**What is needed**
Restate word for word the lines of the records below, starting at the line that contains "use io_uring::opcode;" and ending at the line that contains "must take the", with both of those lines included and nothing else.

BEGIN Dataset

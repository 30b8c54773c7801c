// Copyright 2026 the vega authors
// Distributed under the Boost Software License, Version 1.0. (See accompanying
// file LICENSE.txt or copy at http://www.boost.org/LICENSE_1_0.txt)

//! Thread-local io_uring pump.
//!
//! Every thread that performs async I/O lazily owns one ring. Each submitted
//! entry is stamped with a monotonic ticket in `user_data`; completions are
//! matched back to waiting promises by that ticket. A completion whose waiter
//! has not arrived yet is parked as an orphan, and a waiter whose completion
//! has not arrived yet is parked in the waiter map. The ring is never touched
//! from another thread.

use std::cell::{Cell, RefCell};
use std::collections::{HashMap, VecDeque};

use io_uring::{squeue, IoUring};
use log::{debug, trace};
use nix::errno::Errno;

use crate::error::{Error, Result};
use crate::promise::Promise;
use crate::scheduler::Scheduler;

/// Submission queue depth of each per-thread ring.
pub const QUEUE_DEPTH: u32 = 16;

/// Snapshot of a kernel completion. `res < 0` carries `-errno`.
#[derive(Debug, Clone, Copy, PartialEq, Eq)]
pub struct CompleteQueueEntry {
    pub res: i32,
    pub flags: u32,
}

struct Ring {
    ring: IoUring,
    /// Completed but not yet waited on.
    orphan_cqes: HashMap<u64, CompleteQueueEntry>,
    /// Waited on but not yet completed.
    waiting_sqes: HashMap<u64, Promise<CompleteQueueEntry>>,
    /// Submissions parked while the submission queue was full, with their
    /// already-assigned tickets.
    backlog: VecDeque<(squeue::Entry, u64, Promise<u64>)>,
}

thread_local! {
    static RING: RefCell<Option<Ring>> = const { RefCell::new(None) };
    static NEXT_TICKET: Cell<u64> = const { Cell::new(5_000_001) };
}

fn next_ticket() -> u64 {
    NEXT_TICKET.with(|ticket| {
        let value = ticket.get();
        ticket.set(value + 1);
        value
    })
}

/// Runs `f` against this thread's ring, constructing the ring on first use.
///
/// The thread-local slot stays borrowed for the duration of `f`, so `f` must
/// not settle promises (settling may run continuations that re-enter this
/// module). Callers stage settlements and perform them after returning.
fn with_ring<R>(f: impl FnOnce(&mut Ring) -> R) -> Result<R> {
    RING.with(|slot| {
        let mut slot = slot.borrow_mut();
        if slot.is_none() {
            let ring = IoUring::new(QUEUE_DEPTH).map_err(|e| {
                Error::RingInit(Errno::from_raw(e.raw_os_error().unwrap_or(0)))
            })?;
            debug!("io_uring ready on {:?}, depth {QUEUE_DEPTH}", std::thread::current().id());
            *slot = Some(Ring {
                ring,
                orphan_cqes: HashMap::new(),
                waiting_sqes: HashMap::new(),
                backlog: VecDeque::new(),
            });
        }
        Ok(f(slot.as_mut().expect("ring initialized above")))
    })
}

/// Whether this thread can obtain a ring at all.
pub fn is_available() -> bool {
    with_ring(|_| ()).is_ok()
}

enum PushOutcome {
    Granted(u64),
    Parked(Promise<u64>),
}

/// Queues `entry` for submission and promises the ticket it was stamped
/// with. The fast path pushes into the submission queue immediately; when
/// the queue is full the entry is parked and pushed by a later [`poll`],
/// once a submit has freed a slot.
///
/// Any buffer the entry points into must stay valid until the matching
/// completion is reaped. The I/O backends uphold this by holding the buffer
/// borrow across the await on [`wait`].
pub fn push(entry: squeue::Entry) -> Promise<u64> {
    let outcome = with_ring(|ring| {
        let ticket = next_ticket();
        let entry = entry.user_data(ticket);
        match unsafe { ring.ring.submission().push(&entry) } {
            Ok(()) => PushOutcome::Granted(ticket),
            Err(_) => {
                trace!("submission queue full, parking ticket {ticket}");
                let promise = Promise::new();
                ring.backlog.push_back((entry, ticket, promise.clone()));
                PushOutcome::Parked(promise)
            }
        }
    });

    match outcome {
        Ok(PushOutcome::Granted(ticket)) => Promise::resolve(ticket),
        Ok(PushOutcome::Parked(promise)) => promise,
        Err(e) => Promise::reject(e),
    }
}

/// Submits all pushed entries to the kernel.
pub fn submit() -> Result<usize> {
    with_ring(|ring| {
        ring.ring.submit().map_err(|e| Error::Io {
            op: "io_uring_submit",
            errno: Errno::from_raw(e.raw_os_error().unwrap_or(0)),
        })
    })?
}

enum WaitOutcome {
    Orphan(CompleteQueueEntry),
    Existing(Promise<CompleteQueueEntry>),
    Fresh(Promise<CompleteQueueEntry>),
}

/// A promise for the completion stamped with `ticket`.
///
/// If the completion already arrived, its orphaned snapshot resolves the
/// promise immediately; waiting twice on one ticket returns the same
/// promise. A fresh waiter is tracked on the current scheduler so the drain
/// loop stays alive until the kernel answers.
pub fn wait(ticket: u64) -> Promise<CompleteQueueEntry> {
    let outcome = with_ring(|ring| {
        if let Some(cqe) = ring.orphan_cqes.remove(&ticket) {
            return WaitOutcome::Orphan(cqe);
        }
        if let Some(promise) = ring.waiting_sqes.get(&ticket) {
            return WaitOutcome::Existing(promise.clone());
        }
        let promise = Promise::new();
        ring.waiting_sqes.insert(ticket, promise.clone());
        WaitOutcome::Fresh(promise)
    });

    match outcome {
        Ok(WaitOutcome::Orphan(cqe)) => Promise::resolve(cqe),
        Ok(WaitOutcome::Existing(promise)) => promise,
        Ok(WaitOutcome::Fresh(promise)) => {
            if let Some(current) = Scheduler::current() {
                current.track(&promise);
            }
            promise
        }
        Err(e) => Promise::reject(e),
    }
}

/// Registers the waiter for `ticket` first, then submits. The completion
/// cannot be observed before the next [`poll`] either way, but registering
/// first means the waiter map is complete when it is.
pub fn submit_and_wait(ticket: u64) -> Promise<CompleteQueueEntry> {
    let promise = wait(ticket);
    if let Err(e) = submit() {
        return Promise::reject(e);
    }
    promise
}

/// Drains every ready completion, non-blocking. Returns the number of
/// completions reaped.
///
/// Waiter promises are resolved only after the completion queue and the
/// parked-submission backlog have been fully processed, so continuations
/// that re-enter [`wait`] or [`push`] see consistent maps.
pub fn poll() -> usize {
    let Ok((reaped, granted, completed)) = with_ring(|ring| {
        let mut completed: Vec<(CompleteQueueEntry, Promise<CompleteQueueEntry>)> = Vec::new();
        let mut reaped = 0;

        {
            let mut cq = ring.ring.completion();
            cq.sync();
            for cqe in &mut cq {
                let snapshot = CompleteQueueEntry { res: cqe.result(), flags: cqe.flags() };
                let ticket = cqe.user_data();
                match ring.waiting_sqes.remove(&ticket) {
                    Some(promise) => completed.push((snapshot, promise)),
                    None => {
                        ring.orphan_cqes.insert(ticket, snapshot);
                    }
                }
                reaped += 1;
            }
        }

        // Submitted entries have left the submission queue by now, so parked
        // entries can take the freed slots.
        let mut granted: Vec<(u64, Promise<u64>)> = Vec::new();
        while let Some((entry, ticket, promise)) = ring.backlog.pop_front() {
            match unsafe { ring.ring.submission().push(&entry) } {
                Ok(()) => granted.push((ticket, promise)),
                Err(_) => {
                    ring.backlog.push_front((entry, ticket, promise));
                    break;
                }
            }
        }

        (reaped, granted, completed)
    }) else {
        return 0;
    };

    for (ticket, promise) in granted {
        promise.state().resolve(ticket);
    }
    for (cqe, promise) in completed {
        promise.state().resolve(cqe);
    }

    reaped
}

/// [`poll`], but only when this thread already owns a ring. Drain and worker
/// loops call this so threads that never touched the pump stay ring-free.
pub fn poll_ready() -> usize {
    let initialized = RING.with(|slot| slot.borrow().is_some());
    if initialized {
        poll()
    } else {
        0
    }
}

/// Pushes, submits, and waits out one entry.
pub async fn run(entry: squeue::Entry) -> Result<CompleteQueueEntry> {
    let ticket = push(entry).await?;
    submit_and_wait(ticket).await
}

/// [`run`], reduced to the raw completion result. Negative results are
/// passed through for the caller to classify.
pub async fn run_res(entry: squeue::Entry) -> Result<i32> {
    let cqe = run(entry).await?;
    Ok(cqe.res)
}

#[cfg(test)]
mod tests {
    use io_uring::opcode;

    use super::*;
    use crate::scheduler::Scheduler;

    #[test]
    fn tickets_are_unique_and_monotonic() {
        let a = next_ticket();
        let b = next_ticket();
        assert!(b > a);
    }

    #[test]
    fn wait_before_completion_resolves_on_poll() {
        let scheduler = Scheduler::new(0);
        scheduler.run_blocking(|| async {
            let cqe = run(opcode::Nop::new().build()).await?;
            assert_eq!(cqe.res, 0);
            Ok(())
        });
    }

    #[test]
    fn completion_before_wait_is_orphaned_then_claimed() {
        let scheduler = Scheduler::new(0);
        scheduler.run_blocking(|| async {
            let ticket = push(opcode::Nop::new().build()).await?;
            submit()?;

            // Reap the completion before anyone waits on it.
            let mut reaped = poll();
            while reaped == 0 {
                std::thread::sleep(std::time::Duration::from_micros(100));
                reaped = poll();
            }

            // The first wait resolves immediately from the orphan map.
            let cqe = wait(ticket).await?;
            assert_eq!(cqe.res, 0);
            Ok(())
        });
    }

    #[test]
    fn waiting_twice_returns_the_same_promise() {
        let scheduler = Scheduler::new(0);
        scheduler.run_blocking(|| async {
            let ticket = push(opcode::Nop::new().build()).await?;
            let first = wait(ticket);
            let second = wait(ticket);
            submit()?;

            let a = first.await?;
            let b = second.await?;
            assert_eq!(a, b);
            Ok(())
        });
    }

    #[test]
    fn full_queue_parks_and_later_grants_submissions() {
        let scheduler = Scheduler::new(0);
        scheduler.run_blocking(|| async {
            // One more than the queue depth: the last push must take the
            // parked path and still complete.
            let mut tickets = Vec::new();
            for _ in 0..=QUEUE_DEPTH {
                tickets.push(push(opcode::Nop::new().build()));
            }

            for (i, ticket) in tickets.into_iter().enumerate() {
                let ticket = ticket.await?;
                let cqe = submit_and_wait(ticket).await?;
                assert_eq!(cqe.res, 0, "nop {i} failed");
            }
            Ok(())
        });
    }
}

END Dataset

**Output for this task**
    use io_uring::opcode;

    use super::*;
    use crate::scheduler::Scheduler;

    #[test]
    fn tickets_are_unique_and_monotonic() {
        let a = next_ticket();
        let b = next_ticket();
        assert!(b > a);
    }

    #[test]
    fn wait_before_completion_resolves_on_poll() {
        let scheduler = Scheduler::new(0);
        scheduler.run_blocking(|| async {
            let cqe = run(opcode::Nop::new().build()).await?;
            assert_eq!(cqe.res, 0);
            Ok(())
        });
    }

    #[test]
    fn completion_before_wait_is_orphaned_then_claimed() {
        let scheduler = Scheduler::new(0);
        scheduler.run_blocking(|| async {
            let ticket = push(opcode::Nop::new().build()).await?;
            submit()?;

            // Reap the completion before anyone waits on it.
            let mut reaped = poll();
            while reaped == 0 {
                std::thread::sleep(std::time::Duration::from_micros(100));
                reaped = poll();
            }

            // The first wait resolves immediately from the orphan map.
            let cqe = wait(ticket).await?;
            assert_eq!(cqe.res, 0);
            Ok(())
        });
    }

    #[test]
    fn waiting_twice_returns_the_same_promise() {
        let scheduler = Scheduler::new(0);
        scheduler.run_blocking(|| async {
            let ticket = push(opcode::Nop::new().build()).await?;
            let first = wait(ticket);
            let second = wait(ticket);
            submit()?;

            let a = first.await?;
            let b = second.await?;
            assert_eq!(a, b);
            Ok(())
        });
    }

    #[test]
    fn full_queue_parks_and_later_grants_submissions() {
        let scheduler = Scheduler::new(0);
        scheduler.run_blocking(|| async {
            // One more than the queue depth: the last push must take the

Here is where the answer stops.